Digital financial services, including investment planning and tax planning software, offer accessible financial solutions for individuals and businesses. Financial education tools and coaching services promote financial literacy, empowering users to make informed financial decisions. Risk management software and budgeting apps help users manage their financial risks and expenses, while financial reporting and analytics tools provide valuable insights for effective financial planning and performance tracking.

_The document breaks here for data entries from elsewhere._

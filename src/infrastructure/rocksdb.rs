use crate::domain::billing::{AttemptStatus, BillingAttempt};
use crate::domain::customer::Customer;
use crate::domain::invoice::{Currency, Invoice, InvoiceStatus, Money};
use crate::domain::ports::BillingStore;
use crate::error::{BillingError, Result};
use async_trait::async_trait;
use chrono::{Datelike, NaiveDate};
use rocksdb::{ColumnFamilyDescriptor, DB, Options};
use serde::Serialize;
use serde::de::DeserializeOwned;
use std::path::Path;
use std::sync::{Arc, Mutex};

/// Column family for customers.
pub const CF_CUSTOMERS: &str = "customers";
/// Column family for invoices.
pub const CF_INVOICES: &str = "invoices";
/// Column family for billing attempts, keyed by invoice id.
pub const CF_ATTEMPTS: &str = "attempts";
/// Column family for id sequences.
pub const CF_META: &str = "meta";

/// A persistent billing store backed by RocksDB.
///
/// Each entity lives in its own column family. Attempts are keyed by their
/// invoice id, so the one-attempt-per-invoice constraint is enforced by the
/// keyspace itself. Writers are assumed to live in a single process; the
/// internal mutex serializes the read-modify-write sections (id allocation,
/// attempt creation) against each other.
///
/// This struct is thread-safe (`Clone` shares the underlying `Arc<DB>`).
#[derive(Clone)]
pub struct RocksDbStore {
    db: Arc<DB>,
    write_lock: Arc<Mutex<()>>,
}

impl RocksDbStore {
    /// Opens or creates a RocksDB instance at the specified path.
    ///
    /// Ensures that the required column families exist.
    pub fn open<P: AsRef<Path>>(path: P) -> Result<Self> {
        let mut opts = Options::default();
        opts.create_if_missing(true);
        opts.create_missing_column_families(true);

        let descriptors = [CF_CUSTOMERS, CF_INVOICES, CF_ATTEMPTS, CF_META]
            .into_iter()
            .map(|name| ColumnFamilyDescriptor::new(name, Options::default()))
            .collect::<Vec<_>>();

        let db = DB::open_cf_descriptors(&opts, path, descriptors)
            .map_err(|e| BillingError::StorageError(format!("failed to open database: {e}")))?;

        Ok(Self {
            db: Arc::new(db),
            write_lock: Arc::new(Mutex::new(())),
        })
    }

    fn cf(&self, name: &str) -> Result<&rocksdb::ColumnFamily> {
        self.db
            .cf_handle(name)
            .ok_or_else(|| BillingError::StorageError(format!("column family '{name}' not found")))
    }

    fn get<T: DeserializeOwned>(&self, cf_name: &str, key: u32) -> Result<Option<T>> {
        let cf = self.cf(cf_name)?;
        let bytes = self
            .db
            .get_cf(cf, key.to_be_bytes())
            .map_err(|e| BillingError::StorageError(e.to_string()))?;
        match bytes {
            Some(bytes) => {
                let value = serde_json::from_slice(&bytes).map_err(|e| {
                    BillingError::StorageError(format!("deserialization error: {e}"))
                })?;
                Ok(Some(value))
            }
            None => Ok(None),
        }
    }

    fn put<T: Serialize>(&self, cf_name: &str, key: u32, value: &T) -> Result<()> {
        let cf = self.cf(cf_name)?;
        let bytes = serde_json::to_vec(value)
            .map_err(|e| BillingError::StorageError(format!("serialization error: {e}")))?;
        self.db
            .put_cf(cf, key.to_be_bytes(), bytes)
            .map_err(|e| BillingError::StorageError(e.to_string()))?;
        Ok(())
    }

    fn scan<T: DeserializeOwned>(&self, cf_name: &str) -> Result<Vec<T>> {
        let cf = self.cf(cf_name)?;
        let mut values = Vec::new();
        for item in self.db.iterator_cf(cf, rocksdb::IteratorMode::Start) {
            let (_key, bytes) =
                item.map_err(|e| BillingError::StorageError(format!("iteration error: {e}")))?;
            let value = serde_json::from_slice(&bytes)
                .map_err(|e| BillingError::StorageError(format!("deserialization error: {e}")))?;
            values.push(value);
        }
        Ok(values)
    }

    /// Allocates the next id for the given sequence. Callers must hold the
    /// write lock.
    fn next_id(&self, sequence: &str) -> Result<u32> {
        let cf = self.cf(CF_META)?;
        let current = self
            .db
            .get_cf(cf, sequence)
            .map_err(|e| BillingError::StorageError(e.to_string()))?
            .map(|bytes| {
                let array: [u8; 4] = bytes.as_slice().try_into().map_err(|_| {
                    BillingError::StorageError(format!("corrupt sequence '{sequence}'"))
                })?;
                Ok::<u32, BillingError>(u32::from_be_bytes(array))
            })
            .transpose()?
            .unwrap_or(0);
        let next = current + 1;
        self.db
            .put_cf(cf, sequence, next.to_be_bytes())
            .map_err(|e| BillingError::StorageError(e.to_string()))?;
        Ok(next)
    }
}

#[async_trait]
impl BillingStore for RocksDbStore {
    async fn create_customer(&self, currency: Currency) -> Result<Customer> {
        let _guard = self.write_lock.lock().unwrap();
        let id = self.next_id("customer_seq")?;
        let customer = Customer { id, currency };
        self.put(CF_CUSTOMERS, id, &customer)?;
        Ok(customer)
    }

    async fn fetch_customer(&self, id: u32) -> Result<Option<Customer>> {
        self.get(CF_CUSTOMERS, id)
    }

    async fn create_invoice(&self, customer_id: u32, amount: Money) -> Result<Invoice> {
        if self.get::<Customer>(CF_CUSTOMERS, customer_id)?.is_none() {
            return Err(BillingError::StorageError(format!(
                "customer '{customer_id}' does not exist"
            )));
        }
        let _guard = self.write_lock.lock().unwrap();
        let id = self.next_id("invoice_seq")?;
        let invoice = Invoice {
            id,
            customer_id,
            amount,
            status: InvoiceStatus::Pending,
            status_message: None,
        };
        self.put(CF_INVOICES, id, &invoice)?;
        Ok(invoice)
    }

    async fn fetch_invoice(&self, id: u32) -> Result<Option<Invoice>> {
        self.get(CF_INVOICES, id)
    }

    async fn fetch_pending_invoices(&self) -> Result<Vec<Invoice>> {
        let mut pending: Vec<Invoice> = self
            .scan::<Invoice>(CF_INVOICES)?
            .into_iter()
            .filter(|invoice| invoice.is_pending())
            .collect();
        pending.sort_by_key(|invoice| invoice.id);
        Ok(pending)
    }

    async fn set_invoice_status(
        &self,
        id: u32,
        status: InvoiceStatus,
        message: Option<String>,
    ) -> Result<Invoice> {
        let _guard = self.write_lock.lock().unwrap();
        let mut invoice = self
            .get::<Invoice>(CF_INVOICES, id)?
            .ok_or_else(|| BillingError::StorageError(format!("invoice '{id}' does not exist")))?;
        invoice.status = status;
        invoice.status_message = message;
        self.put(CF_INVOICES, id, &invoice)?;
        Ok(invoice)
    }

    async fn create_attempt(&self, invoice: &Invoice) -> Result<BillingAttempt> {
        let _guard = self.write_lock.lock().unwrap();
        if let Some(existing) = self.get::<BillingAttempt>(CF_ATTEMPTS, invoice.id)? {
            return Ok(existing);
        }
        let id = self.next_id("attempt_seq")?;
        let attempt = BillingAttempt {
            id,
            invoice_id: invoice.id,
            status: AttemptStatus::InProgress,
            charging_date: chrono::Utc::now().date_naive(),
            status_message: None,
        };
        self.put(CF_ATTEMPTS, invoice.id, &attempt)?;
        Ok(attempt)
    }

    async fn finalize_attempt(
        &self,
        id: u32,
        status: AttemptStatus,
        message: Option<String>,
        charging_date: NaiveDate,
    ) -> Result<BillingAttempt> {
        let _guard = self.write_lock.lock().unwrap();
        let mut attempt = self
            .scan::<BillingAttempt>(CF_ATTEMPTS)?
            .into_iter()
            .find(|attempt| attempt.id == id)
            .ok_or_else(|| BillingError::StorageError(format!("attempt '{id}' does not exist")))?;
        attempt.status = status;
        attempt.status_message = message;
        attempt.charging_date = charging_date;
        self.put(CF_ATTEMPTS, attempt.invoice_id, &attempt)?;
        Ok(attempt)
    }

    async fn fetch_attempt(&self, id: u32) -> Result<Option<BillingAttempt>> {
        Ok(self
            .scan::<BillingAttempt>(CF_ATTEMPTS)?
            .into_iter()
            .find(|attempt| attempt.id == id))
    }

    async fn fetch_attempts_by_month(&self, year: i32, month: u32) -> Result<Vec<BillingAttempt>> {
        let mut matching: Vec<BillingAttempt> = self
            .scan::<BillingAttempt>(CF_ATTEMPTS)?
            .into_iter()
            .filter(|attempt| {
                attempt.charging_date.year() == year && attempt.charging_date.month() == month
            })
            .collect();
        matching.sort_by_key(|attempt| attempt.id);
        Ok(matching)
    }
}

Overall, the market continues to evolve, offering innovative solutions to meet the diverse needs of businesses and individuals.
How is this Financial Planning Software Industry segmented?

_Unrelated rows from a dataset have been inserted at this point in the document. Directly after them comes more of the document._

use crate::domain::billing::{AttemptStatus, BillingAttempt};
use crate::domain::invoice::{Invoice, InvoiceStatus};
use crate::domain::outcome::{ChargeOutcome, classify};
use crate::domain::ports::{BillingStoreBox, PaymentGatewayBox};
use crate::error::{BillingError, Result};
use futures::StreamExt;
use futures::stream;
use tracing::{debug, error, info, warn};

/// Maximum number of invoices concurrently in flight per cycle.
pub const DEFAULT_CONCURRENCY: usize = 10;

/// A storage failure scoped to a single invoice's slot in a cycle.
#[derive(Debug)]
pub struct CycleFailure {
    pub invoice_id: u32,
    pub error: BillingError,
}

/// The result of one full billing pass.
///
/// Every eligible invoice ends up in exactly one of the two lists: either
/// its finalized attempt, or the storage error that aborted its slot.
#[derive(Debug, Default)]
pub struct CycleReport {
    pub finalized: Vec<BillingAttempt>,
    pub failures: Vec<CycleFailure>,
}

impl CycleReport {
    pub fn is_clean(&self) -> bool {
        self.failures.is_empty()
    }
}

/// The main entry point for the billing pipeline.
///
/// `BillingEngine` drives one full pass over the eligible invoices: it fans
/// them out with a bounded concurrency limit, charges each through the
/// payment gateway with a single-retry policy for transient errors, and
/// commits the classified outcome through the storage collaborator. The
/// caller decides cadence; the engine only ever runs to completion over the
/// currently eligible set.
pub struct BillingEngine {
    store: BillingStoreBox,
    gateway: PaymentGatewayBox,
    concurrency: usize,
}

impl BillingEngine {
    /// Creates a new `BillingEngine` instance.
    ///
    /// # Arguments
    ///
    /// * `store` - The storage collaborator for invoices and attempts.
    /// * `gateway` - The payment gateway capability.
    pub fn new(store: BillingStoreBox, gateway: PaymentGatewayBox) -> Self {
        Self {
            store,
            gateway,
            concurrency: DEFAULT_CONCURRENCY,
        }
    }

    /// Overrides the number of invoices processed concurrently.
    pub fn with_concurrency(mut self, concurrency: usize) -> Self {
        self.concurrency = concurrency.max(1);
        self
    }

    /// Runs one full billing pass over all pending invoices.
    ///
    /// Invoices complete independently and in no guaranteed order; a storage
    /// failure on one invoice never aborts the others. The returned report
    /// holds one terminal result per input invoice.
    pub async fn run_billing_cycle(&self) -> Result<CycleReport> {
        let invoices = self.store.fetch_pending_invoices().await?;
        info!(count = invoices.len(), "starting billing cycle");

        let results: Vec<(u32, Result<BillingAttempt>)> = stream::iter(invoices)
            .map(|invoice| {
                let invoice_id = invoice.id;
                async move { (invoice_id, self.process_invoice(invoice).await) }
            })
            .buffer_unordered(self.concurrency)
            .collect()
            .await;

        let mut report = CycleReport::default();
        for (invoice_id, result) in results {
            match result {
                Ok(attempt) => report.finalized.push(attempt),
                Err(err) => {
                    error!(invoice_id, %err, "invoice processing aborted");
                    report.failures.push(CycleFailure {
                        invoice_id,
                        error: err,
                    });
                }
            }
        }
        info!(
            finalized = report.finalized.len(),
            failures = report.failures.len(),
            "billing cycle complete"
        );
        Ok(report)
    }

    /// Attempts recorded within the given month, for operator reporting.
    pub async fn attempts_for_month(&self, year: i32, month: u32) -> Result<Vec<BillingAttempt>> {
        self.store.fetch_attempts_by_month(year, month).await
    }

    /// Processes a single invoice end-to-end.
    ///
    /// The sequence is strict and not interruptible once begun: mark the
    /// attempt in progress, charge with at most one retry, classify,
    /// finalize the attempt, then project `Paid` onto the invoice only when
    /// the attempt is `Successful`.
    async fn process_invoice(&self, invoice: Invoice) -> Result<BillingAttempt> {
        let attempt = self.store.create_attempt(&invoice).await?;

        // An already-successful attempt means an earlier run captured the
        // funds but died before marking the invoice paid. Re-project the
        // status instead of charging twice.
        if attempt.status == AttemptStatus::Successful {
            warn!(
                invoice_id = invoice.id,
                attempt_id = attempt.id,
                "attempt already successful, reconciling invoice status"
            );
            self.project_paid(invoice.id).await?;
            return Ok(attempt);
        }

        let outcome = self.charge_with_retry(&invoice).await;
        match &outcome {
            ChargeOutcome::Captured => {
                info!(invoice_id = invoice.id, "payment captured");
            }
            ChargeOutcome::Declined => {
                warn!(invoice_id = invoice.id, "charge declined, account balance insufficient");
            }
            ChargeOutcome::Failed(err) => {
                error!(invoice_id = invoice.id, %err, "charge failed");
            }
        }

        let verdict = classify(outcome);
        let charging_date = chrono::Utc::now().date_naive();
        let finalized = self
            .store
            .finalize_attempt(attempt.id, verdict.status, verdict.message.clone(), charging_date)
            .await?;

        if let Some(status) = verdict.invoice_status() {
            self.store
                .set_invoice_status(invoice.id, status, None)
                .await
                .map_err(|source| BillingError::ReconciliationError {
                    invoice_id: invoice.id,
                    source: Box::new(source),
                })?;
        }

        Ok(finalized)
    }

    /// Invokes the gateway, retrying exactly once on a transient error.
    ///
    /// The outcome of the final call, original or retried, is returned
    /// unmodified. Declines and non-transient errors are never retried.
    async fn charge_with_retry(&self, invoice: &Invoice) -> ChargeOutcome {
        let result = match self.gateway.charge(invoice).await {
            Err(err) if err.is_transient() => {
                debug!(invoice_id = invoice.id, "transient network error, retrying charge");
                self.gateway.charge(invoice).await
            }
            first => first,
        };
        match result {
            Ok(true) => ChargeOutcome::Captured,
            Ok(false) => ChargeOutcome::Declined,
            Err(err) => ChargeOutcome::Failed(err),
        }
    }

    async fn project_paid(&self, invoice_id: u32) -> Result<()> {
        self.store
            .set_invoice_status(invoice_id, InvoiceStatus::Paid, None)
            .await
            .map_err(|source| BillingError::ReconciliationError {
                invoice_id,
                source: Box::new(source),
            })?;
        Ok(())
    }
}
use crate::domain::billing::{AttemptStatus, BillingAttempt};
use crate::domain::customer::Customer;
use crate::domain::invoice::{Currency, Invoice, InvoiceStatus, Money};
use crate::domain::ports::BillingStore;
use crate::error::{BillingError, Result};
use async_trait::async_trait;
use chrono::{Datelike, NaiveDate};
use std::collections::HashMap;
use std::sync::Arc;
use std::sync::atomic::{AtomicU32, Ordering};
use tokio::sync::RwLock;

/// A thread-safe in-memory billing store.
///
/// Uses `Arc<RwLock<HashMap>>` tables to allow shared concurrent access.
/// Attempts are keyed by invoice id, which makes the one-attempt-per-invoice
/// uniqueness structural. Ideal for tests or single-shot runs where
/// persistence is not required.
#[derive(Default, Clone)]
pub struct InMemoryStore {
    customers: Arc<RwLock<HashMap<u32, Customer>>>,
    invoices: Arc<RwLock<HashMap<u32, Invoice>>>,
    attempts: Arc<RwLock<HashMap<u32, BillingAttempt>>>,
    customer_seq: Arc<AtomicU32>,
    invoice_seq: Arc<AtomicU32>,
    attempt_seq: Arc<AtomicU32>,
}

impl InMemoryStore {
    /// Creates a new, empty in-memory store.
    pub fn new() -> Self {
        Self::default()
    }
}

#[async_trait]
impl BillingStore for InMemoryStore {
    async fn create_customer(&self, currency: Currency) -> Result<Customer> {
        let id = self.customer_seq.fetch_add(1, Ordering::SeqCst) + 1;
        let customer = Customer { id, currency };
        self.customers.write().await.insert(id, customer);
        Ok(customer)
    }

    async fn fetch_customer(&self, id: u32) -> Result<Option<Customer>> {
        Ok(self.customers.read().await.get(&id).copied())
    }

    async fn create_invoice(&self, customer_id: u32, amount: Money) -> Result<Invoice> {
        if !self.customers.read().await.contains_key(&customer_id) {
            return Err(BillingError::StorageError(format!(
                "customer '{customer_id}' does not exist"
            )));
        }
        let id = self.invoice_seq.fetch_add(1, Ordering::SeqCst) + 1;
        let invoice = Invoice {
            id,
            customer_id,
            amount,
            status: InvoiceStatus::Pending,
            status_message: None,
        };
        self.invoices.write().await.insert(id, invoice.clone());
        Ok(invoice)
    }

    async fn fetch_invoice(&self, id: u32) -> Result<Option<Invoice>> {
        Ok(self.invoices.read().await.get(&id).cloned())
    }

    async fn fetch_pending_invoices(&self) -> Result<Vec<Invoice>> {
        let invoices = self.invoices.read().await;
        let mut pending: Vec<Invoice> = invoices
            .values()
            .filter(|invoice| invoice.is_pending())
            .cloned()
            .collect();
        pending.sort_by_key(|invoice| invoice.id);
        Ok(pending)
    }

    async fn set_invoice_status(
        &self,
        id: u32,
        status: InvoiceStatus,
        message: Option<String>,
    ) -> Result<Invoice> {
        let mut invoices = self.invoices.write().await;
        let invoice = invoices
            .get_mut(&id)
            .ok_or_else(|| BillingError::StorageError(format!("invoice '{id}' does not exist")))?;
        invoice.status = status;
        invoice.status_message = message;
        Ok(invoice.clone())
    }

    async fn create_attempt(&self, invoice: &Invoice) -> Result<BillingAttempt> {
        let mut attempts = self.attempts.write().await;
        if let Some(existing) = attempts.get(&invoice.id) {
            return Ok(existing.clone());
        }
        let id = self.attempt_seq.fetch_add(1, Ordering::SeqCst) + 1;
        let attempt = BillingAttempt {
            id,
            invoice_id: invoice.id,
            status: AttemptStatus::InProgress,
            charging_date: chrono::Utc::now().date_naive(),
            status_message: None,
        };
        attempts.insert(invoice.id, attempt.clone());
        Ok(attempt)
    }

    async fn finalize_attempt(
        &self,
        id: u32,
        status: AttemptStatus,
        message: Option<String>,
        charging_date: NaiveDate,
    ) -> Result<BillingAttempt> {
        let mut attempts = self.attempts.write().await;
        let attempt = attempts
            .values_mut()
            .find(|attempt| attempt.id == id)
            .ok_or_else(|| BillingError::StorageError(format!("attempt '{id}' does not exist")))?;
        attempt.status = status;
        attempt.status_message = message;
        attempt.charging_date = charging_date;
        Ok(attempt.clone())
    }

    async fn fetch_attempt(&self, id: u32) -> Result<Option<BillingAttempt>> {
        let attempts = self.attempts.read().await;
        Ok(attempts.values().find(|attempt| attempt.id == id).cloned())
    }

    async fn fetch_attempts_by_month(&self, year: i32, month: u32) -> Result<Vec<BillingAttempt>> {
        let attempts = self.attempts.read().await;
        let mut matching: Vec<BillingAttempt> = attempts
            .values()
            .filter(|attempt| {
                attempt.charging_date.year() == year && attempt.charging_date.month() == month
            })
            .cloned()
            .collect();
        matching.sort_by_key(|attempt| attempt.id);
        Ok(matching)
    }
}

The financial planning software industry research report provides comprehensive data (region-wise segment analysis), with forecasts and estimates in 'USD million' for the period 2024-2028, as well as historical data from 2018-2022 for the following segments.
Component
Software
Services
Application
Financial advice and management
Portfolio/accounting/trading management
Wealth management
Personal banking
Geography
North America
US
Europe
Germany
UK
APAC
China
Japan
Rest of World (ROW)
By Component Insights
The software segment is estimated to witness significant growth during the forecast period.
The market is experiencing significant growth due to the increasing need for businesses and individuals to effectively manage and organize their financial data. This demand is driven by various entities, including financial education programs and financial literacy initiatives, wealth management firms, financial institutions, and personal finance applications. Risk management, financial coaching, and financial dashboards are also integral components of financial planning software, providing valuable insights into financial literacy, regulations, and cash flow analysis. Moreover, small businesses and individual investors are leveraging financial planning services, financial forecasting, and financial consulting to make informed decisions about their financial future.
Machine learning and data analytics are increasingly being integrated into financial planning software, enabling advanced portfolio management, asset allocation, and open banking solutions. Financial technology, financial independence, investment planning, financial security, and financial services are all areas where financial planning software plays a crucial role
Leverage Databento's real-time stock API to get tick data with full order book depth (MBO). Offering seamless intraday market replay in a single API call.